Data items
-=-=-
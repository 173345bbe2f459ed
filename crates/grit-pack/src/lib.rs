//! Pack file storage for grit.
//!
//! Packs hold many objects in one file, optionally expressed as deltas
//! against each other, with a sorted side index for O(log n) lookup and a
//! multi-pack-index merging thousands of per-pack indexes into one table.
//!
//! # Architecture
//!
//! - **Delta codec** ([`delta`]): copy/insert instruction streams between
//!   byte buffers -- apply is fully bounds-checked, encode is best-effort
//!   compact
//! - **Pack file** ([`PackFile`]): memory-mapped entry access with iterative
//!   delta-chain resolution, cycle detection, and a base-object cache
//! - **Pack index** ([`PackIndex`]): fan-out + sorted id table, version 2
//! - **Multi-pack-index** ([`Midx`]): one merged lookup across many packs
//! - **Writers** ([`PackWriter`], [`MidxWriter`]): build packs and indexes,
//!   reusing the delta codec
//! - **Registry** ([`PackRegistry`]): every pack of a directory behind a
//!   descriptor-capped LRU handle cache

pub mod cache;
pub mod delta;
pub mod entry;
pub mod error;
pub mod file;
pub mod idx;
pub mod inflate;
pub mod midx;
pub mod registry;
pub mod writer;

pub use entry::{EntryHeader, PackEntryKind};
pub use error::{DeltaError, PackError, PackResult};
pub use file::{BaseResolver, NoExternalBases, PackFile, DEFAULT_MAX_DELTA_DEPTH};
pub use idx::PackIndex;
pub use midx::{Midx, MidxWriter};
pub use registry::{PackRegistry, DEFAULT_HANDLE_CAP};
pub use writer::{PackWriter, WrittenPack};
-=-=-
Look over the entries for "grit", then copy every line that includes that string.

filename crates/grit-pack/src/lib.rs
//! Pack file storage for grit.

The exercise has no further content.